#### [Data in this exercise]
//! Non-volatile settings adapter.
//!
//! Implements [`SettingsPort`] over a namespaced key/value store.  The
//! settings blob is the `postcard` encoding of [`PersistedSettings`], whose
//! geometry record keeps its fixed seven-field order.
//!
//! This is the simulation backend (host builds and tests): a `HashMap`
//! behind a `RefCell`.  Writes replace the whole blob, so a save is atomic
//! from the reader's point of view.

use std::cell::RefCell;
use std::collections::HashMap;

use log::{info, warn};

use crate::app::ports::{SettingsError, SettingsPort};
use crate::config::PersistedSettings;

const SETTINGS_NAMESPACE: &str = "cncconf";
const SETTINGS_KEY: &str = "settings";

/// Default partition budget for the simulation backend.
const DEFAULT_CAPACITY: usize = 4000;

pub struct NvsSettingsStore {
    store: RefCell<HashMap<String, Vec<u8>>>,
    capacity: usize,
}

impl NvsSettingsStore {
    pub fn new() -> Self {
        Self::with_capacity(DEFAULT_CAPACITY)
    }

    /// Store that rejects blobs larger than `capacity` bytes.
    pub fn with_capacity(capacity: usize) -> Self {
        info!("NvsSettingsStore: simulation backend ({} bytes)", capacity);
        Self {
            store: RefCell::new(HashMap::new()),
            capacity,
        }
    }

    fn composite_key(namespace: &str, key: &str) -> String {
        format!("{}::{}", namespace, key)
    }

    /// Drop the stored settings (factory reset).
    pub fn erase(&self) {
        let key = Self::composite_key(SETTINGS_NAMESPACE, SETTINGS_KEY);
        self.store.borrow_mut().remove(&key);
    }

    pub fn has_settings(&self) -> bool {
        let key = Self::composite_key(SETTINGS_NAMESPACE, SETTINGS_KEY);
        self.store.borrow().contains_key(&key)
    }

    /// Overwrite the raw blob, bypassing encoding.
    pub fn write_raw(&self, data: &[u8]) {
        let key = Self::composite_key(SETTINGS_NAMESPACE, SETTINGS_KEY);
        self.store.borrow_mut().insert(key, data.to_vec());
    }
}

impl Default for NvsSettingsStore {
    fn default() -> Self {
        Self::new()
    }
}

impl SettingsPort for NvsSettingsStore {
    fn load(&self) -> Result<PersistedSettings, SettingsError> {
        let key = Self::composite_key(SETTINGS_NAMESPACE, SETTINGS_KEY);
        if let Some(bytes) = self.store.borrow().get(&key) {
            let settings: PersistedSettings =
                postcard::from_bytes(bytes).map_err(|_| SettingsError::Corrupted)?;
            info!("NvsSettingsStore: loaded settings ({} bytes)", bytes.len());
            Ok(settings)
        } else {
            info!("NvsSettingsStore: no stored settings, using defaults");
            Ok(PersistedSettings::default())
        }
    }

    fn save(&self, settings: &PersistedSettings) -> Result<(), SettingsError> {
        let bytes = postcard::to_allocvec(settings).map_err(|_| SettingsError::IoError)?;
        if bytes.len() > self.capacity {
            warn!(
                "NvsSettingsStore: {} bytes exceed {} byte partition",
                bytes.len(),
                self.capacity
            );
            return Err(SettingsError::StorageFull);
        }
        self.write_raw(&bytes);
        info!("NvsSettingsStore: settings saved ({} bytes)", bytes.len());
        Ok(())
    }
}
//! Parsed command arguments.
//!
//! The general command parser (external) tokenizes an incoming line into a
//! code number and single-letter argument words.  [`CommandArgs`] is the
//! hand-off: it carries those words into the handlers, which only ever ask
//! "was this letter given, and with what value".

use crate::units::UnitSystem;

/// Maximum argument words on one command line.
pub const MAX_WORDS: usize = 12;

/// One argument word, e.g. `X12.5` or a bare flag `L`.
#[derive(Debug, Clone, Copy, PartialEq)]
pub struct ArgWord {
    pub letter: char,
    pub value: Option<f32>,
}

/// Argument words of a single command, in the order they were given.
#[derive(Debug, Clone, Default, PartialEq)]
pub struct CommandArgs {
    words: heapless::Vec<ArgWord, MAX_WORDS>,
}

impl CommandArgs {
    pub fn new() -> Self {
        Self::default()
    }

    /// Append a word.  Returns `false` (and drops the word) when full.
    pub fn push(&mut self, letter: char, value: Option<f32>) -> bool {
        self.words
            .push(ArgWord {
                letter: letter.to_ascii_uppercase(),
                value,
            })
            .is_ok()
    }

    /// Builder form of [`push`](Self::push) for a valued word.
    #[must_use]
    pub fn with(mut self, letter: char, value: f32) -> Self {
        self.push(letter, Some(value));
        self
    }

    /// Builder form of [`push`](Self::push) for a bare flag.
    #[must_use]
    pub fn with_flag(mut self, letter: char) -> Self {
        self.push(letter, None);
        self
    }

    fn find(&self, letter: char) -> Option<&ArgWord> {
        let letter = letter.to_ascii_uppercase();
        self.words.iter().find(|w| w.letter == letter)
    }

    /// Letter present, with or without a value.
    pub fn seen(&self, letter: char) -> bool {
        self.find(letter).is_some()
    }

    /// Value of `letter`, if present with a finite number.
    pub fn value(&self, letter: char) -> Option<f32> {
        self.find(letter)
            .and_then(|w| w.value)
            .filter(|v| v.is_finite())
    }

    /// Linear value converted from the active unit to millimetres.
    pub fn value_axis(&self, letter: char, units: UnitSystem) -> Option<f32> {
        self.value(letter).map(|v| units.to_mm(v))
    }

    /// Value clamped into a byte.
    pub fn value_byte(&self, letter: char) -> Option<u8> {
        self.value(letter).map(|v| v.round().clamp(0.0, 255.0) as u8)
    }

    pub fn is_empty(&self) -> bool {
        self.words.is_empty()
    }

    pub fn words(&self) -> &[ArgWord] {
        &self.words
    }
}
//! Fuzz target: `ScriptLine::parse`
//!
//! Feeds arbitrary UTF-8 lines to the tokenizer and verifies:
//! - No panics on any input
//! - A parsed line re-tokenizes from its own `Display` form to the same
//!   command and word count
//!
//! cargo fuzz run fuzz_script_line

#![no_main]

use libfuzzer_sys::fuzz_target;

use cncconf::adapters::script::ScriptLine;

fuzz_target!(|data: &[u8]| {
    let Ok(text) = std::str::from_utf8(data) else {
        return;
    };
    let Some(line) = text.lines().next() else {
        return;
    };
    let Ok(Some(parsed)) = ScriptLine::parse(line) else {
        return;
    };
    // Over-long digit runs parse to infinity, which has no numeric form.
    let infinite = parsed
        .args
        .words()
        .iter()
        .any(|w| w.value.is_some_and(|v| !v.is_finite()));
    if parsed.text.is_some() || infinite {
        return;
    }

    let shown = parsed.to_string();
    if let Ok(Some(again)) = ScriptLine::parse(&shown) {
        assert_eq!((again.letter, again.code), (parsed.letter, parsed.code));
        assert_eq!(again.args.words().len(), parsed.args.words().len(), "{shown:?}");
    }
});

#### [Task to carry out]
In full and exactly as written, reproduce the records above.

#### [Written reply]
//! Non-volatile settings adapter.
//!
//! Implements [`SettingsPort`] over a namespaced key/value store.  The
//! settings blob is the `postcard` encoding of [`PersistedSettings`], whose
//! geometry record keeps its fixed seven-field order.
//!
//! This is the simulation backend (host builds and tests): a `HashMap`
//! behind a `RefCell`.  Writes replace the whole blob, so a save is atomic
//! from the reader's point of view.

use std::cell::RefCell;
use std::collections::HashMap;

use log::{info, warn};

use crate::app::ports::{SettingsError, SettingsPort};
use crate::config::PersistedSettings;

const SETTINGS_NAMESPACE: &str = "cncconf";
const SETTINGS_KEY: &str = "settings";

/// Default partition budget for the simulation backend.
const DEFAULT_CAPACITY: usize = 4000;

pub struct NvsSettingsStore {
    store: RefCell<HashMap<String, Vec<u8>>>,
    capacity: usize,
}

impl NvsSettingsStore {
    pub fn new() -> Self {
        Self::with_capacity(DEFAULT_CAPACITY)
    }

    /// Store that rejects blobs larger than `capacity` bytes.
    pub fn with_capacity(capacity: usize) -> Self {
        info!("NvsSettingsStore: simulation backend ({} bytes)", capacity);
        Self {
            store: RefCell::new(HashMap::new()),
            capacity,
        }
    }

    fn composite_key(namespace: &str, key: &str) -> String {
        format!("{}::{}", namespace, key)
    }

    /// Drop the stored settings (factory reset).
    pub fn erase(&self) {
        let key = Self::composite_key(SETTINGS_NAMESPACE, SETTINGS_KEY);
        self.store.borrow_mut().remove(&key);
    }

    pub fn has_settings(&self) -> bool {
        let key = Self::composite_key(SETTINGS_NAMESPACE, SETTINGS_KEY);
        self.store.borrow().contains_key(&key)
    }

    /// Overwrite the raw blob, bypassing encoding.
    pub fn write_raw(&self, data: &[u8]) {
        let key = Self::composite_key(SETTINGS_NAMESPACE, SETTINGS_KEY);
        self.store.borrow_mut().insert(key, data.to_vec());
    }
}

impl Default for NvsSettingsStore {
    fn default() -> Self {
        Self::new()
    }
}

impl SettingsPort for NvsSettingsStore {
    fn load(&self) -> Result<PersistedSettings, SettingsError> {
        let key = Self::composite_key(SETTINGS_NAMESPACE, SETTINGS_KEY);
        if let Some(bytes) = self.store.borrow().get(&key) {
            let settings: PersistedSettings =
                postcard::from_bytes(bytes).map_err(|_| SettingsError::Corrupted)?;
            info!("NvsSettingsStore: loaded settings ({} bytes)", bytes.len());
            Ok(settings)
        } else {
            info!("NvsSettingsStore: no stored settings, using defaults");
            Ok(PersistedSettings::default())
        }
    }

    fn save(&self, settings: &PersistedSettings) -> Result<(), SettingsError> {
        let bytes = postcard::to_allocvec(settings).map_err(|_| SettingsError::IoError)?;
        if bytes.len() > self.capacity {
            warn!(
                "NvsSettingsStore: {} bytes exceed {} byte partition",
                bytes.len(),
                self.capacity
            );
            return Err(SettingsError::StorageFull);
        }
        self.write_raw(&bytes);
        info!("NvsSettingsStore: settings saved ({} bytes)", bytes.len());
        Ok(())
    }
}
//! Parsed command arguments.
//!
//! The general command parser (external) tokenizes an incoming line into a
//! code number and single-letter argument words.  [`CommandArgs`] is the
//! hand-off: it carries those words into the handlers, which only ever ask
//! "was this letter given, and with what value".

use crate::units::UnitSystem;

/// Maximum argument words on one command line.
pub const MAX_WORDS: usize = 12;

/// One argument word, e.g. `X12.5` or a bare flag `L`.
#[derive(Debug, Clone, Copy, PartialEq)]
pub struct ArgWord {
    pub letter: char,
    pub value: Option<f32>,
}

/// Argument words of a single command, in the order they were given.
#[derive(Debug, Clone, Default, PartialEq)]
pub struct CommandArgs {
    words: heapless::Vec<ArgWord, MAX_WORDS>,
}

impl CommandArgs {
    pub fn new() -> Self {
        Self::default()
    }

    /// Append a word.  Returns `false` (and drops the word) when full.
    pub fn push(&mut self, letter: char, value: Option<f32>) -> bool {
        self.words
            .push(ArgWord {
                letter: letter.to_ascii_uppercase(),
                value,
            })
            .is_ok()
    }

    /// Builder form of [`push`](Self::push) for a valued word.
    #[must_use]
    pub fn with(mut self, letter: char, value: f32) -> Self {
        self.push(letter, Some(value));
        self
    }

    /// Builder form of [`push`](Self::push) for a bare flag.
    #[must_use]
    pub fn with_flag(mut self, letter: char) -> Self {
        self.push(letter, None);
        self
    }

    fn find(&self, letter: char) -> Option<&ArgWord> {
        let letter = letter.to_ascii_uppercase();
        self.words.iter().find(|w| w.letter == letter)
    }

    /// Letter present, with or without a value.
    pub fn seen(&self, letter: char) -> bool {
        self.find(letter).is_some()
    }

    /// Value of `letter`, if present with a finite number.
    pub fn value(&self, letter: char) -> Option<f32> {
        self.find(letter)
            .and_then(|w| w.value)
            .filter(|v| v.is_finite())
    }

    /// Linear value converted from the active unit to millimetres.
    pub fn value_axis(&self, letter: char, units: UnitSystem) -> Option<f32> {
        self.value(letter).map(|v| units.to_mm(v))
    }

    /// Value clamped into a byte.
    pub fn value_byte(&self, letter: char) -> Option<u8> {
        self.value(letter).map(|v| v.round().clamp(0.0, 255.0) as u8)
    }

    pub fn is_empty(&self) -> bool {
        self.words.is_empty()
    }

    pub fn words(&self) -> &[ArgWord] {
        &self.words
    }
}
//! Fuzz target: `ScriptLine::parse`
//!
//! Feeds arbitrary UTF-8 lines to the tokenizer and verifies:
//! - No panics on any input
//! - A parsed line re-tokenizes from its own `Display` form to the same
//!   command and word count
//!
//! cargo fuzz run fuzz_script_line

#![no_main]

use libfuzzer_sys::fuzz_target;

use cncconf::adapters::script::ScriptLine;

fuzz_target!(|data: &[u8]| {
    let Ok(text) = std::str::from_utf8(data) else {
        return;
    };
    let Some(line) = text.lines().next() else {
        return;
    };
    let Ok(Some(parsed)) = ScriptLine::parse(line) else {
        return;
    };
    // Over-long digit runs parse to infinity, which has no numeric form.
    let infinite = parsed
        .args
        .words()
        .iter()
        .any(|w| w.value.is_some_and(|v| !v.is_finite()));
    if parsed.text.is_some() || infinite {
        return;
    }

    let shown = parsed.to_string();
    if let Ok(Some(again)) = ScriptLine::parse(&shown) {
        assert_eq!((again.letter, again.code), (parsed.letter, parsed.code));
        assert_eq!(again.args.words().len(), parsed.args.words().len(), "{shown:?}");
    }
});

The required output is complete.